A University of Queensland team has shown that common laboratory animals are poor stand-ins for people when testing a major class of snake venom’s effect on blood.
Researchers tested venoms from a wide range of medically important Asian pit viper snakes using a technique known as thromboelastography – a blood coagulation test – across human, rodent, avian, and amphibian blood plasmas.
Professor Bryan Fry, who leads UQ’s Adaptive Biotoxicology Lab, said the team were looking out for thrombin-like enzymes (TLEs), a type of protein studied for their potential as research tools, diagnostic agents, and therapeutics.
“Thrombin-like enzymes from snake venoms have long attracted interest as drug leads,” Professor Fry said.
“They’ve been explored to improve microcirculation, dissolve pathological clots, and reduce blood viscosity in conditions such as acute ischaemic stroke or deep vein thrombosis.
“Some venom-isolated enzymes have also reached clinical evaluation or limited clinical use, and they are widely used as diagnostic reagents in haematology.
“In this study, we found that several Asian pit viper venoms acted in a thrombin-like way on human plasma.
“But at the same doses in rodent, avian, and amphibian plasmas those same venoms did not behave in a thrombin-like manner.
“Instead, they behaved quite differently – producing a wide range of unrelated actions, from breaking down clotting material, to blocking clotting, to actually turning clotting on.”
Professor Fry highlighted that clinicians and researchers have leaned on animal models to anticipate human risk, but this study shows this is a shaky foundation for thrombin-like venoms.
“What looks procoagulant or what looks anticoagulant in an animal can act very differently in a patient,” he said.
“If we predict venom effects from animal models, we risk being misled – animal-only testing can misread both benefit and risk.

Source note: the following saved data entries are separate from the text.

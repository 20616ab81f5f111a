//! Whole-column numeric operators: `normalize` and `acf`. Both need every
//! value before emitting, so both are blocking.

use tranfi_core::dag::{AcfArgs, NormMethod, NormalizeArgs};
use tranfi_core::error::RowError;
use tranfi_core::row::Row;
use tranfi_core::value::Value;

use crate::error::Result;
use crate::operator::Transform;
use crate::stats::welford::Moments;

#[derive(Default)]
struct Range {
    min: Option<f64>,
    max: Option<f64>,
    moments: Moments,
}

impl Range {
    fn push(&mut self, x: f64) {
        self.min = Some(self.min.map_or(x, |m| m.min(x)));
        self.max = Some(self.max.map_or(x, |m| m.max(x)));
        self.moments.push(x);
    }

    fn scale(&self, method: NormMethod, x: f64) -> f64 {
        match method {
            NormMethod::Minmax => match (self.min, self.max) {
                (Some(lo), Some(hi)) if hi > lo => (x - lo) / (hi - lo),
                _ => 0.0,
            },
            NormMethod::Zscore => {
                let mean = self.moments.mean().unwrap_or(x);
                match self.moments.stddev() {
                    Some(sd) if sd > 0.0 => (x - mean) / sd,
                    _ => 0.0,
                }
            }
        }
    }
}

/// Rescales numeric columns in place. Non-numeric cells are left alone.
pub struct Normalize {
    method: NormMethod,
    columns: Vec<String>,
    ranges: Vec<Range>,
    rows: Vec<Row>,
}

impl Normalize {
    pub fn new(args: NormalizeArgs) -> Self {
        Self {
            method: args.method,
            ranges: args.columns.iter().map(|_| Range::default()).collect(),
            columns: args.columns,
            rows: Vec::new(),
        }
    }
}

impl Transform for Normalize {
    fn process(&mut self, rows: Vec<Row>, _out: &mut Vec<Row>, _errors: &mut Vec<RowError>) -> Result<()> {
        for row in rows {
            for (col, range) in self.columns.iter().zip(&mut self.ranges) {
                if let Some(x) = row.value(col).as_f64() {
                    range.push(x);
                }
            }
            self.rows.push(row);
        }
        Ok(())
    }

    fn flush(&mut self, out: &mut Vec<Row>, _errors: &mut Vec<RowError>) -> Result<()> {
        for mut row in self.rows.drain(..) {
            for (col, range) in self.columns.iter().zip(&self.ranges) {
                if let Some(cell) = row.get_mut(col) {
                    if let Some(x) = cell.as_f64() {
                        *cell = Value::Float(range.scale(self.method, x));
                    }
                }
            }
            out.push(row);
        }
        Ok(())
    }
}

/// Sample autocorrelation of one column for lags `0..=lags`.
pub struct Acf {
    column: String,
    lags: usize,
    values: Vec<f64>,
}

impl Acf {
    pub fn new(args: AcfArgs) -> Self {
        Self {
            column: args.column,
            lags: args.lags,
            values: Vec::new(),
        }
    }
}

/// `None` when the series is empty or constant.
pub fn autocorrelation(xs: &[f64], max_lag: usize) -> Option<Vec<f64>> {
    let n = xs.len();
    if n == 0 {
        return None;
    }
    let mean = xs.iter().sum::<f64>() / n as f64;
    let dev: Vec<f64> = xs.iter().map(|x| x - mean).collect();
    let var: f64 = dev.iter().map(|d| d * d).sum();
    if var == 0.0 {
        return None;
    }
    let max_lag = max_lag.min(n - 1);
    Some(
        (0..=max_lag)
            .map(|k| dev.iter().zip(&dev[k..]).map(|(a, b)| a * b).sum::<f64>() / var)
            .collect(),
    )
}

impl Transform for Acf {
    fn process(&mut self, rows: Vec<Row>, _out: &mut Vec<Row>, _errors: &mut Vec<RowError>) -> Result<()> {
        self.values
            .extend(rows.iter().filter_map(|r| r.value(&self.column).as_f64()));
        Ok(())
    }

    fn flush(&mut self, out: &mut Vec<Row>, _errors: &mut Vec<RowError>) -> Result<()> {
        let values = std::mem::take(&mut self.values);
        let Some(acf) = autocorrelation(&values, self.lags) else {
            return Ok(());
        };
        for (lag, r) in acf.into_iter().enumerate() {
            let mut row = Row::with_capacity(2);
            row.push("lag", Value::Int(lag as i64));
            row.push("acf", Value::Float(r));
            out.push(row);
        }
        Ok(())
    }
}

“A venom protease that appears to form strong clots in an animal model may actually produce weak, short-lived fibrin in humans, tipping patients toward bleeding through fibrinogen loss.
“Conversely, an enzyme that seems inert in rat may show potent, clinically relevant activity on human fibrinogen.
“Drug-development programmes that rely on animal plasma endpoints can therefore overestimate procoagulant usefulness, underestimate bleeding liability, or select the wrong candidates altogether.
“Our message for translational science is simple – if you want to know what will happen in people, test on human blood and report the right metrics - clot strength and lysis - not just clot onset.
“And we have many practical recommendations, such as anchor venom screening and antivenom assessment in human plasma with strength and lysis endpoints.
“Use animal plasmas to answer evolutionary questions, not as default predictors of human patient outcomes.
“And avoid over-interpreting animal data when designing adjunct therapies or inferring clinical directionality.”
The work has been published in the journal Toxicon.